Our lab is looking to use CRISPR to tag a histone (his-72) with mTurquoise2. Has anyone used mTurquoise2 in the worm yet? Specifically the germline? Has anyone used it as a histone tag? We have the Goldstein lab worm codon-optimized vector (pDD377), but haven’t seen any publications with mTurquoise2 in the worm. Any info would be appreciated.
We were going to do the same thing and send to the CGC, but I haven’t talked anybody in the lab into doing it. We were also going to tag a plasma membrane protein with mTurq2, maybe RAP-1.
It should work. mNG::HIS-72 is super bright, so mTurq2 should be as well. Do use Dan’s codon-optimized mTurq2 and you should be fine. There is some chance of germline silencing. We do not have a germline optimized (GLO) mTurq2, but my bet is that multiple tags will get you what you want. Or, remake GLO yourself.

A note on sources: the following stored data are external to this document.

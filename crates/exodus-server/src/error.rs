//! Error types and axum `IntoResponse` implementation.

use axum::{
  Json,
  http::{HeaderValue, StatusCode, header},
  response::{IntoResponse, Response},
};
use serde_json::json;
use thiserror::Error;

#[derive(Debug, Error)]
pub enum Error {
  #[error("missing or malformed bearer token")]
  MissingToken,
  #[error("unknown bearer token")]
  InvalidToken,
}

impl IntoResponse for Error {
  fn into_response(self) -> Response {
    let mut res = (
      StatusCode::UNAUTHORIZED,
      Json(json!({ "error": self.to_string() })),
    )
      .into_response();
    res.headers_mut().insert(
      header::WWW_AUTHENTICATE,
      HeaderValue::from_static("Bearer realm=\"exodus\""),
    );
    res
  }
}
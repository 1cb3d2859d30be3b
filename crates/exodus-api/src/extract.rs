//! Extractors whose rejections render as [`ApiError`].
//!
//! Drop-in replacements for axum's `Json`, `Path` and `Query`: a malformed
//! body, path segment or query string becomes a 400 with the usual
//! `{"error": ...}` body instead of axum's plain-text rejection.

use axum::{
  extract::{FromRequest, FromRequestParts},
  response::{IntoResponse, Response},
};
use serde::Serialize;

use crate::error::ApiError;

#[derive(Debug, FromRequest)]
#[from_request(via(axum::Json), rejection(ApiError))]
pub struct Json<T>(pub T);

impl<T: Serialize> IntoResponse for Json<T> {
  fn into_response(self) -> Response { axum::Json(self.0).into_response() }
}

#[derive(Debug, FromRequestParts)]
#[from_request(via(axum::extract::Path), rejection(ApiError))]
pub struct Path<T>(pub T);

#[derive(Debug, FromRequestParts)]
#[from_request(via(axum::extract::Query), rejection(ApiError))]
pub struct Query<T>(pub T);
//! Error type for `exodus-store-sqlite`.

use exodus_core::{ErrorKind, StoreError};
use thiserror::Error;

#[derive(Debug, Error)]
pub enum Error {
  #[error(transparent)]
  Core(#[from] exodus_core::Error),

  #[error("database error: {0}")]
  Database(#[source] tokio_rusqlite::Error),

  #[error("json error: {0}")]
  Json(#[from] serde_json::Error),

  #[error("date/time parse error: {0}")]
  DateParse(String),

  #[error("database schema version {found} is newer than the supported version {supported}")]
  UnsupportedSchemaVersion { found: u32, supported: u32 },
}

/// Domain errors raised inside a connection closure travel through
/// `tokio_rusqlite::Error::Other`; unwrap them back into [`Error::Core`].
impl From<tokio_rusqlite::Error> for Error {
  fn from(e: tokio_rusqlite::Error) -> Self {
    match e {
      tokio_rusqlite::Error::Other(inner) => {
        match inner.downcast::<exodus_core::Error>() {
          Ok(core) => Error::Core(*core),
          Err(other) => Error::Database(tokio_rusqlite::Error::Other(other)),
        }
      }
      other => Error::Database(other),
    }
  }
}

impl StoreError for Error {
  fn kind(&self) -> ErrorKind {
    match self {
      Error::Core(e) => e.kind(),
      _ => ErrorKind::Internal,
    }
  }
}

pub type Result<T, E = Error> = std::result::Result<T, E>;
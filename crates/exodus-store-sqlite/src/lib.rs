//! SQLite backend for the Exodus resource store.
//!
//! Wraps [`tokio_rusqlite`] so all database access runs on a dedicated thread
//! without blocking the async runtime.

mod encode;
mod schema;
mod store;

pub mod error;

pub use error::{Error, Result};
pub use schema::latest_version;
pub use store::SqliteStore;
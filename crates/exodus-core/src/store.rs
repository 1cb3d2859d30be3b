//! The `ResourceStore` trait.
//!
//! A store is the explicit persistence context for every operation: callers
//! hold one (usually behind an `Arc`) and pass it where it is needed. It is
//! implemented by storage backends (e.g. `exodus-store-sqlite`); the API layer
//! depends on this abstraction, not on any concrete backend.

use std::future::Future;

use serde_json::Value;

use crate::{
  StoreError,
  identity::{Identity, NewIdentity},
  resource::{
    NewMention, NewReference, NewResource, NewResourceAttachment, NewResourceData,
    Resource, ResourceAttachment, ResourceData, ResourceMention, ResourceReference,
  },
};

/// Abstraction over an Exodus resource store backend.
///
/// Data and attachment versions are append-only. Each operation is atomic:
/// an append either lands completely or not at all, and a resource is always
/// read together with all of its children.
///
/// All methods return `Send` futures so the trait can be used in multi-threaded
/// async runtimes (e.g. tokio with `axum`).
pub trait ResourceStore: Send + Sync {
  type Error: StoreError;

  // ── Identities ────────────────────────────────────────────────────────

  /// Validate and persist a new identity. `(name, domain)` is unique.
  fn create_identity(
    &self,
    input: NewIdentity,
  ) -> impl Future<Output = Result<Identity, Self::Error>> + Send + '_;

  /// Retrieve an identity by id. Returns `None` if not found.
  fn get_identity(
    &self,
    id: i64,
  ) -> impl Future<Output = Result<Option<Identity>, Self::Error>> + Send + '_;

  /// Retrieve an identity by the two halves of its fqn.
  fn find_identity<'a>(
    &'a self,
    name: &'a str,
    domain: &'a str,
  ) -> impl Future<Output = Result<Option<Identity>, Self::Error>> + Send + 'a;

  fn list_identities(
    &self,
  ) -> impl Future<Output = Result<Vec<Identity>, Self::Error>> + Send + '_;

  /// Delete an identity. Refused while it still owns resources or is
  /// mentioned by one.
  fn delete_identity(
    &self,
    id: i64,
  ) -> impl Future<Output = Result<(), Self::Error>> + Send + '_;

  // ── Resources ─────────────────────────────────────────────────────────

  /// Create an empty resource owned by `input.identity_id`.
  fn create_resource(
    &self,
    input: NewResource,
  ) -> impl Future<Output = Result<Resource, Self::Error>> + Send + '_;

  /// Load a resource with all of its children. Returns `None` if not found.
  fn get_resource(
    &self,
    id: i64,
  ) -> impl Future<Output = Result<Option<Resource>, Self::Error>> + Send + '_;

  /// All resources owned by an identity.
  fn list_resources(
    &self,
    identity_id: i64,
  ) -> impl Future<Output = Result<Vec<Resource>, Self::Error>> + Send + '_;

  /// Replace the resource-level metadata and return the updated aggregate.
  fn set_metadata(
    &self,
    id: i64,
    metadata: Option<Value>,
  ) -> impl Future<Output = Result<Resource, Self::Error>> + Send + '_;

  /// Delete a resource along with every child it owns and every reference
  /// pointing at it.
  fn delete_resource(
    &self,
    id: i64,
  ) -> impl Future<Output = Result<(), Self::Error>> + Send + '_;

  // ── Versions (append-only) ─────────────────────────────────────

  /// Append a data version. The `created_at` timestamp is set by the store.
  fn append_data(
    &self,
    resource_id: i64,
    input: NewResourceData,
  ) -> impl Future<Output = Result<ResourceData, Self::Error>> + Send + '_;

  /// Retrieve one data version. Returns `None` if the resource or the
  /// version does not exist.
  fn get_data(
    &self,
    resource_id: i64,
    version: i64,
  ) -> impl Future<Output = Result<Option<ResourceData>, Self::Error>> + Send + '_;

  /// Append an attachment version; the sequence is independent of data.
  fn append_attachment(
    &self,
    resource_id: i64,
    input: NewResourceAttachment,
  ) -> impl Future<Output = Result<ResourceAttachment, Self::Error>> + Send + '_;

  // ── Edges ─────────────────────────────────────────────────────────────

  fn add_reference(
    &self,
    from_resource_id: i64,
    input: NewReference,
  ) -> impl Future<Output = Result<ResourceReference, Self::Error>> + Send + '_;

  fn add_mention(
    &self,
    resource_id: i64,
    input: NewMention,
  ) -> impl Future<Output = Result<ResourceMention, Self::Error>> + Send + '_;

  /// Incoming references: edges whose `to_resource_id` is `resource_id`.
  fn referenced_from(
    &self,
    resource_id: i64,
  ) -> impl Future<Output = Result<Vec<ResourceReference>, Self::Error>> + Send + '_;
}
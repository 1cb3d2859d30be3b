//! JSON projections of the entities.
//!
//! These documents are the wire contract: what the API returns and what a
//! peer server parses back. Version and position maps are keyed by integers,
//! which `serde_json` writes as object keys (`"1"`, `"2"`, ...) and reads back
//! as integers; `BTreeMap` keeps them in numeric order.

use std::collections::BTreeMap;

use chrono::{DateTime, Utc};
use serde::{Deserialize, Serialize};
use serde_json::Value;

/// `{ id, name, domain, fqn }`
#[derive(Debug, Clone, PartialEq, Eq, Serialize, Deserialize)]
pub struct IdentityDocument {
  pub id:     i64,
  pub name:   String,
  pub domain: String,
  pub fqn:    String,
}

/// Envelope (`resource_type`, `version`, `created_at`) plus the opaque payload.
#[derive(Debug, Clone, PartialEq, Serialize, Deserialize)]
pub struct DataDocument {
  pub resource_type: String,
  pub version:       i64,
  pub created_at:    DateTime<Utc>,
  pub data:          Value,
}

#[derive(Debug, Clone, PartialEq, Serialize, Deserialize)]
pub struct AttachmentDocument {
  pub attachment_type: String,
  pub version:         i64,
  pub created_at:      DateTime<Utc>,
  pub data:            Value,
}

/// The aggregate projection of a resource.
#[derive(Debug, Clone, PartialEq, Serialize, Deserialize)]
pub struct ResourceDocument {
  pub id:              i64,
  pub identity_id:     i64,
  /// `0` when the resource has no data yet.
  pub current_version: i64,
  pub created_at:      DateTime<Utc>,
  /// version -> data
  pub data:            BTreeMap<i64, DataDocument>,
  /// version -> attachment
  #[serde(default)]
  pub attachments:     BTreeMap<i64, AttachmentDocument>,
  /// position -> referenced resource id
  #[serde(default)]
  pub references:      BTreeMap<i64, i64>,
  /// position -> mentioned identity id
  #[serde(default)]
  pub mentions:        BTreeMap<i64, i64>,
  pub meta:            Option<Value>,
}

impl ResourceDocument {
  /// The data entry named by `current_version`, if any.
  pub fn current(&self) -> Option<&DataDocument> { self.data.get(&self.current_version) }
}
//! Bearer-token authorization.
//!
//! The server never stores tokens, only their SHA-256 digests (lowercase
//! hex). A request is authorized when the digest of its bearer token is one
//! of the configured digests.

use std::{collections::HashSet, sync::Arc};

use axum::{
  extract::{Request, State},
  http::HeaderMap,
  middleware::Next,
  response::Response,
};
use rand_core::{OsRng, RngCore};
use sha2::{Digest, Sha256};

use crate::error::Error;

/// Digests of the bearer tokens accepted by this server instance.
#[derive(Clone, Debug, Default)]
pub struct AuthConfig {
  token_digests: HashSet<String>,
}

impl AuthConfig {
  pub fn new<I, T>(digests: I) -> Self
  where
    I: IntoIterator<Item = T>,
    T: AsRef<str>,
  {
    Self {
      token_digests: digests
        .into_iter()
        .map(|d| d.as_ref().trim().to_ascii_lowercase())
        .collect(),
    }
  }

  pub fn is_empty(&self) -> bool { self.token_digests.is_empty() }

  fn accepts(&self, token: &str) -> bool { self.token_digests.contains(&digest_token(token)) }
}

/// SHA-256 of the token, hex-encoded.
pub fn digest_token(token: &str) -> String { hex::encode(Sha256::digest(token.as_bytes())) }

/// Mint a new random token: 32 bytes from the OS RNG, hex-encoded.
pub fn generate_token() -> String {
  let mut bytes = [0u8; 32];
  OsRng.fill_bytes(&mut bytes);
  hex::encode(bytes)
}

/// Verify the `Authorization: Bearer <token>` header.
pub fn verify_bearer(headers: &HeaderMap, config: &AuthConfig) -> Result<(), Error> {
  let token = headers
    .get(axum::http::header::AUTHORIZATION)
    .and_then(|v| v.to_str().ok())
    .and_then(|v| v.strip_prefix("Bearer "))
    .map(str::trim)
    .filter(|t| !t.is_empty())
    .ok_or(Error::MissingToken)?;

  if config.accepts(token) {
    Ok(())
  } else {
    Err(Error::InvalidToken)
  }
}

/// Middleware rejecting every request without a valid bearer token.
pub async fn require_bearer(
  State(config): State<Arc<AuthConfig>>,
  req: Request,
  next: Next,
) -> Result<Response, Error> {
  if let Err(e) = verify_bearer(req.headers(), &config) {
    tracing::warn!(method = %req.method(), uri = %req.uri(), error = %e, "rejected request");
    return Err(e);
  }
  Ok(next.run(req).await)
}

#[cfg(test)]
mod tests {
  use axum::http::{HeaderValue, header};

  use super::*;

  fn headers(value: &str) -> HeaderMap {
    let mut h = HeaderMap::new();
    h.insert(header::AUTHORIZATION, HeaderValue::from_str(value).unwrap());
    h
  }

  #[test]
  fn digest_is_sha256_hex() {
    assert_eq!(
      digest_token("abc"),
      "ba7816bf8f01cfea414140de5dae2223b00361a396177a9cb410ff61f20015ad"
    );
  }

  #[test]
  fn generated_tokens_are_distinct_hex() {
    let a = generate_token();
    let b = generate_token();
    assert_eq!(a.len(), 64);
    assert!(a.chars().all(|c| c.is_ascii_hexdigit()));
    assert_ne!(a, b);
  }

  #[test]
  fn accepts_configured_token() {
    let config = AuthConfig::new([digest_token("secret")]);
    assert!(verify_bearer(&headers("Bearer secret"), &config).is_ok());
  }

  #[test]
  fn digests_are_case_insensitive() {
    let config = AuthConfig::new([digest_token("secret").to_uppercase()]);
    assert!(verify_bearer(&headers("Bearer secret"), &config).is_ok());
  }

  #[test]
  fn rejects_unknown_token() {
    let config = AuthConfig::new([digest_token("secret")]);
    assert!(matches!(
      verify_bearer(&headers("Bearer wrong"), &config),
      Err(Error::InvalidToken)
    ));
  }

  #[test]
  fn rejects_missing_or_other_scheme() {
    let config = AuthConfig::new([digest_token("secret")]);
    assert!(matches!(
      verify_bearer(&HeaderMap::new(), &config),
      Err(Error::MissingToken)
    ));
    assert!(matches!(
      verify_bearer(&headers("Basic dXNlcjpzZWNyZXQ="), &config),
      Err(Error::MissingToken)
    ));
    assert!(matches!(
      verify_bearer(&headers("Bearer "), &config),
      Err(Error::MissingToken)
    ));
  }

  #[test]
  fn empty_config_rejects_everything() {
    let config = AuthConfig::default();
    assert!(config.is_empty());
    assert!(verify_bearer(&headers("Bearer secret"), &config).is_err());
  }
}
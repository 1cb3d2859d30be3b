//! Identities: actors on a domain, addressed as `name@domain`.

use chrono::{DateTime, Utc};

use crate::{Error, Result, json::IdentityDocument};

/// A persisted identity. The fully-qualified name is derived, never stored.
#[derive(Debug, Clone, PartialEq, Eq)]
pub struct Identity {
  pub id:         i64,
  pub name:       String,
  pub domain:     String,
  pub created_at: DateTime<Utc>,
}

impl Identity {
  /// The fully-qualified name, `name@domain`.
  pub fn fqn(&self) -> String { format!("{}@{}", self.name, self.domain) }

  pub fn document(&self) -> IdentityDocument {
    IdentityDocument {
      id:     self.id,
      name:   self.name.clone(),
      domain: self.domain.clone(),
      fqn:    self.fqn(),
    }
  }
}

/// Input to [`crate::store::ResourceStore::create_identity`].
#[derive(Debug, Clone)]
pub struct NewIdentity {
  pub name:   String,
  pub domain: String,
}

impl NewIdentity {
  pub fn new(name: impl Into<String>, domain: impl Into<String>) -> Self {
    Self { name: name.into(), domain: domain.into() }
  }

  /// Both parts must be non-empty and free of `@` and whitespace, otherwise
  /// the fqn would not split back into the same pair.
  pub fn validate(&self) -> Result<()> {
    validate_part("name", &self.name)?;
    validate_part("domain", &self.domain)
  }
}

fn validate_part(field: &str, value: &str) -> Result<()> {
  if value.is_empty() {
    return Err(Error::Validation(format!("identity {field} is empty")));
  }
  if value.contains('@') || value.chars().any(char::is_whitespace) {
    return Err(Error::Validation(format!(
      "identity {field} {value:?} contains '@' or whitespace"
    )));
  }
  Ok(())
}

/// Split an fqn on its last `@` into `(name, domain)`.
pub fn parse_fqn(fqn: &str) -> Result<(&str, &str)> {
  fqn
    .rsplit_once('@')
    .ok_or_else(|| Error::Validation(format!("{fqn:?} is not of the form name@domain")))
}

We’ve gotten all the reagents for the histone marker and are going to inject this week. If you’d like us to send you the strain, just shoot me a message!
One suggestion would be that if the strain works as expected, to disseminate the result by Micropublication. https://www.micropublication.org
It’s a new publication platform being developed by Paul Sternberg, Tim Schedl, Daniela Raciti, Karen Yook, and Todd Harris. It’s a platform to publish small pieces of data (gene expression, methods, integrations, phenotype, etc.) which will be peer reviewed and rapidly published online with a digital object identifier, so they are citable. It’s got a lot of potential to get data, such as the strain you’re describing out to the community and to get your reagent/data found and cited.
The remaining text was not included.